NEW
Retailers and Merchant Princes NEW
During the colonial and mercantile periods, American merchants were the driving factor of economic progress, the class which as a group accumulated most wealth and reinvested it into other fields, leading on the path towards the industrial revolution. Always driven by the prospect to enlarge their mercantile profits, the merchants of the early 19th century built ships and factories to supply their stores. Over time, these investments proved so profitable, that their patrons abandoned their stores to concentrate on shipping or manufacturing, leaving the retailing of their goods to other merchants, who operated on the smaller scale of their specialty or general dry goods stores.
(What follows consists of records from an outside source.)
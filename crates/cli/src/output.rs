//! Terminal output utilities
//!
//! Provides consistent formatting for CLI output.

use imagecraft_core::Error;
use imagecraft_image::batch::{BatchSummary, ItemStatus};
use imagecraft_image::ImageMetadata;
use owo_colors::OwoColorize;

/// Status message helpers
pub struct Status;

impl Status {
    /// Print a success message
    pub fn success(message: &str) {
        println!("{} {}", "✓".green(), message);
    }

    /// Print an error message
    pub fn error(message: &str) {
        eprintln!("{} {}", "✗".red(), message);
    }

    /// Print a warning message
    pub fn warning(message: &str) {
        eprintln!("{} {}", "⚠".yellow(), message);
    }

    /// Print an info message
    pub fn info(message: &str) {
        println!("{} {}", "ℹ".blue(), message);
    }

    /// Print a header
    pub fn header(message: &str) {
        println!();
        println!("{}", message.bold());
        println!("{}", "─".repeat(message.chars().count()));
    }

    /// Print a tool error with its code, context and suggestion
    pub fn report(error: &Error) {
        eprintln!("{} {} {}", "✗".red(), error.code.to_string().dimmed(), error.message);
        if let Some(context) = &error.context {
            eprintln!("  {} {}", "context:".dimmed(), context);
        }
        if let Some(suggestion) = &error.suggestion {
            eprintln!("  {} {}", "hint:".cyan(), suggestion);
        }
    }
}

/// Print probe results as aligned key/value lines
pub fn print_metadata(path: &str, meta: &ImageMetadata) {
    Status::header(path);
    println!("  {:<12} {}", "format", meta.format.mime_type());
    println!("  {:<12} {}", "dimensions", format_dimensions(meta.width, meta.height));
    println!("  {:<12} {}", "orientation", meta.orientation());
    println!("  {:<12} {:.3}", "aspect", meta.aspect_ratio());
    println!("  {:<12} {}", "alpha", if meta.has_alpha { "yes" } else { "no" });
    println!("  {:<12} {}", "size", format_size(meta.size_bytes as u64));
}

/// Print one line per batch item and a closing tally
pub fn print_batch_summary(summary: &BatchSummary) {
    for item in &summary.items {
        match &item.status {
            ItemStatus::Done => println!(
                "  {} {} -> {} ({})",
                "✓".green(),
                item.source,
                item.output.as_deref().unwrap_or("-"),
                format_size(item.bytes.unwrap_or(0) as u64).dimmed()
            ),
            ItemStatus::Failed { reason, .. } => {
                println!("  {} {} {}", "✗".red(), item.source, reason.dimmed())
            }
            ItemStatus::Pending | ItemStatus::Processing => {
                println!("  {} {} {}", "-".dimmed(), item.source, "skipped".dimmed())
            }
        }
    }
    println!();
    let tally = format!(
        "{} succeeded, {} failed",
        summary.succeeded, summary.failed
    );
    if summary.failed == 0 {
        Status::success(&tally);
    } else {
        Status::warning(&tally);
    }
}

/// `WIDTHxHEIGHT`
pub fn format_dimensions(width: u32, height: u32) -> String {
    format!("{}x{}", width, height)
}

/// Format a duration for display
pub fn format_duration(duration: std::time::Duration) -> String {
    let secs = duration.as_secs_f32();
    if secs < 1.0 {
        format!("{:.0}ms", secs * 1000.0)
    } else if secs < 60.0 {
        format!("{:.1}s", secs)
    } else {
        let mins = (secs / 60.0).floor();
        let remaining_secs = secs % 60.0;
        format!("{}m {:.0}s", mins, remaining_secs)
    }
}

/// Format a file size for display
pub fn format_size(bytes: u64) -> String {
    const KB: u64 = 1024;
    const MB: u64 = KB * 1024;
    const GB: u64 = MB * 1024;

    if bytes >= GB {
        format!("{:.2} GB", bytes as f64 / GB as f64)
    } else if bytes >= MB {
        format!("{:.2} MB", bytes as f64 / MB as f64)
    } else if bytes >= KB {
        format!("{:.2} KB", bytes as f64 / KB as f64)
    } else {
        format!("{} B", bytes)
    }
}

/// Relative size change, e.g. `-42.0%`
pub fn format_size_change(before: u64, after: u64) -> String {
    if before == 0 {
        return "n/a".to_string();
    }
    let change = (after as f64 - before as f64) / before as f64 * 100.0;
    format!("{:+.1}%", change)
}

/// Format a count with singular/plural
pub fn format_count(count: usize, singular: &str, plural: &str) -> String {
    if count == 1 {
        format!("{} {}", count, singular)
    } else {
        format!("{} {}", count, plural)
    }
}

#[cfg(test)]
mod tests {
    use super::*;
    use std::time::Duration;

    #[test]
    fn test_format_duration_ms() {
        assert_eq!(format_duration(Duration::from_millis(500)), "500ms");
    }

    #[test]
    fn test_format_duration_secs() {
        assert_eq!(format_duration(Duration::from_secs_f32(5.5)), "5.5s");
    }

    #[test]
    fn test_format_duration_mins() {
        assert_eq!(format_duration(Duration::from_secs(125)), "2m 5s");
    }

    #[test]
    fn test_format_size() {
        assert_eq!(format_size(500), "500 B");
        assert_eq!(format_size(2048), "2.00 KB");
        assert_eq!(format_size(5 * 1024 * 1024), "5.00 MB");
    }

    #[test]
    fn test_format_size_change() {
        assert_eq!(format_size_change(1000, 580), "-42.0%");
        assert_eq!(format_size_change(100, 150), "+50.0%");
        assert_eq!(format_size_change(0, 10), "n/a");
    }

    #[test]
    fn test_format_dimensions() {
        assert_eq!(format_dimensions(1920, 1080), "1920x1080");
    }

    #[test]
    fn test_format_count() {
        assert_eq!(format_count(1, "image", "images"), "1 image");
        assert_eq!(format_count(5, "image", "images"), "5 images");
    }
}
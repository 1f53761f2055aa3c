//! Decode/encode through the reference codec with real container bytes.

use imagecraft_image::{
    auto_enhance, detect_format, probe, rotate, Codec, EncodeRequest, ErrorKind, ImageFormat, RasterBuffer,
    RotateMode, StandardCodec,
};

fn gradient(width: u32, height: u32) -> RasterBuffer {
    RasterBuffer::from_fn(width, height, |x, y| {
        [(x * 255 / width.max(1)) as u8, (y * 255 / height.max(1)) as u8, 96, 255]
    })
    .unwrap()
}

#[test]
fn png_is_lossless() {
    let codec = StandardCodec::new();
    let raster = RasterBuffer::from_fn(7, 5, |x, y| [x as u8 * 30, y as u8 * 40, 7, (x + y) as u8 * 20]).unwrap();
    let bytes = codec
        .encode(&raster, &EncodeRequest::with_default_quality(ImageFormat::Png))
        .unwrap();

    assert_eq!(detect_format(&bytes).unwrap(), ImageFormat::Png);
    assert_eq!(codec.decode(&bytes).unwrap(), raster);
}

#[test]
fn jpeg_keeps_dimensions_with_bounded_error() {
    let codec = StandardCodec::new();
    let raster = RasterBuffer::filled(16, 16, [180, 90, 40, 255]).unwrap();
    let bytes = codec
        .encode(&raster, &EncodeRequest::new(ImageFormat::Jpeg, 0.95).unwrap())
        .unwrap();

    let decoded = codec.decode(&bytes).unwrap();
    assert_eq!(decoded.dimensions(), (16, 16));
    for (a, b) in decoded.samples().iter().zip(raster.samples()) {
        assert!(a.abs_diff(*b) <= 8, "{a} vs {b}");
    }
}

#[test]
fn lower_quality_is_not_larger() {
    let codec = StandardCodec::new();
    let raster = gradient(64, 64);
    let high = codec
        .encode(&raster, &EncodeRequest::new(ImageFormat::Jpeg, 0.95).unwrap())
        .unwrap();
    let low = codec
        .encode(&raster, &EncodeRequest::new(ImageFormat::Jpeg, 0.1).unwrap())
        .unwrap();
    assert!(low.len() <= high.len());
}

#[test]
fn probe_matches_decode() {
    let codec = StandardCodec::new();
    let raster = rotate(&gradient(20, 10), 90.0, RotateMode::ExpandToFit).unwrap();
    let bytes = codec
        .encode(&auto_enhance(&raster), &EncodeRequest::with_default_quality(ImageFormat::WebP))
        .unwrap();

    let meta = probe(&bytes).unwrap();
    assert_eq!((meta.width, meta.height), (10, 20));
    assert_eq!(meta.format, ImageFormat::WebP);
    assert_eq!(meta.size_bytes, bytes.len());
    assert!(meta.is_portrait());
    assert_eq!(codec.decode(&bytes).unwrap().dimensions(), (10, 20));
}

#[test]
fn unknown_bytes_are_rejected() {
    let codec = StandardCodec::new();
    let err = codec.decode(b"definitely not an image").unwrap_err();
    assert_eq!(err.kind(), ErrorKind::UnsupportedFormat);
    let err = codec.decode(&[0x89]).unwrap_err();
    assert_eq!(err.kind(), ErrorKind::CorruptData);
}
//! Argument groups shared by the imagecraft subcommands

use clap::Args;
use imagecraft_core::config::OutputConfig;
use imagecraft_core::{Error, Result};
use imagecraft_image::{output_name, EncodeRequest, ImageFormat};
use std::path::{Path, PathBuf};

/// Where and how to write a single output image
#[derive(Args, Debug, Clone, Default)]
pub struct OutputArgs {
    /// Output file (defaults to `<stem><suffix>.<ext>` next to the input)
    #[arg(short, long)]
    pub output: Option<PathBuf>,

    /// Output format (png, jpeg, webp, gif, bmp); defaults to the input's
    /// format when it can be written, then to the configured format
    #[arg(short, long)]
    pub format: Option<String>,

    /// Quality for lossy formats, 0.0 to 1.0
    #[arg(short, long)]
    pub quality: Option<f32>,
}

impl OutputArgs {
    /// Resolve the encode request from flags, the input format and config
    pub fn request(&self, input_format: Option<ImageFormat>, config: &OutputConfig) -> Result<EncodeRequest> {
        let format = match &self.format {
            Some(name) => name.parse::<ImageFormat>()?,
            None => match input_format.filter(ImageFormat::is_encodable) {
                Some(format) => format,
                None => config.format()?,
            },
        };
        let quality = self.quality.unwrap_or(config.quality);
        Ok(EncodeRequest::new(format, quality)?)
    }

    /// Resolve the output path for `input`
    ///
    /// Without `--output`, the file lands next to the input. When that would
    /// overwrite the input, `-out` is appended to the stem.
    pub fn path_for(&self, input: &Path, format: ImageFormat, suffix: &str) -> Result<PathBuf> {
        if let Some(path) = &self.output {
            return Ok(path.clone());
        }
        let declared = input
            .file_name()
            .and_then(|n| n.to_str())
            .ok_or_else(|| Error::new(imagecraft_core::ErrorCode::InvalidPath, format!("Not a file path: {}", input.display())))?;
        let dir = input.parent().unwrap_or_else(|| Path::new("."));
        let mut path = dir.join(output_name(declared, format, suffix));
        if path == input {
            path = dir.join(output_name(declared, format, &format!("{suffix}-out")));
        }
        Ok(path)
    }
}

#[cfg(test)]
mod tests {
    use super::*;

    #[test]
    fn test_request_prefers_flag() {
        let args = OutputArgs {
            format: Some("jpg".into()),
            quality: Some(0.5),
            ..Default::default()
        };
        let request = args.request(Some(ImageFormat::Png), &OutputConfig::default()).unwrap();
        assert_eq!(request.format, ImageFormat::Jpeg);
        assert_eq!(request.quality, 0.5);
    }

    #[test]
    fn test_request_falls_back_to_input_then_config() {
        let args = OutputArgs::default();
        let config = OutputConfig::default();
        assert_eq!(args.request(Some(ImageFormat::WebP), &config).unwrap().format, ImageFormat::WebP);
        assert_eq!(args.request(Some(ImageFormat::Tiff), &config).unwrap().format, ImageFormat::Png);
        assert_eq!(args.request(None, &config).unwrap().quality, config.quality);
    }

    #[test]
    fn test_request_rejects_bad_quality() {
        let args = OutputArgs {
            quality: Some(3.0),
            ..Default::default()
        };
        assert!(args.request(None, &OutputConfig::default()).is_err());
    }

    #[test]
    fn test_path_for() {
        let args = OutputArgs::default();
        let path = args.path_for(Path::new("shots/cat.png"), ImageFormat::WebP, "").unwrap();
        assert_eq!(path, PathBuf::from("shots/cat.webp"));

        let path = args.path_for(Path::new("shots/cat.png"), ImageFormat::Png, "").unwrap();
        assert_eq!(path, PathBuf::from("shots/cat-out.png"));

        let explicit = OutputArgs {
            output: Some("x.bmp".into()),
            ..Default::default()
        };
        assert_eq!(explicit.path_for(Path::new("a.png"), ImageFormat::Png, "").unwrap(), PathBuf::from("x.bmp"));
    }
}
//! Configuration loading and schema definitions
//!
//! Settings are read from TOML and turned into the engine's explicit
//! parameter types by the caller; the engine itself never sees this module.

mod loader;
mod schema;

pub use loader::Config;
pub use schema::*;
Thus by 1850, America’s most prosperous merchants were either engaged in international trade or acting as auctioneers on a wholesale scale, whilst the scores of smaller merchants, although reasonably well-to-do, were hardly accumulating large fortunes by tending to their stores. But the tremendous growth of American cities, fuelled by immigration and the industrial revolution which took place during the Gilded Age, created the opportunity for retailers to participate in the race to great wealth. Larger stores featuring a wide range of products organized in departments appeared in New York and other large cities and through advertising and attractive prices, soon capitalized on the people’s increased purchasing power.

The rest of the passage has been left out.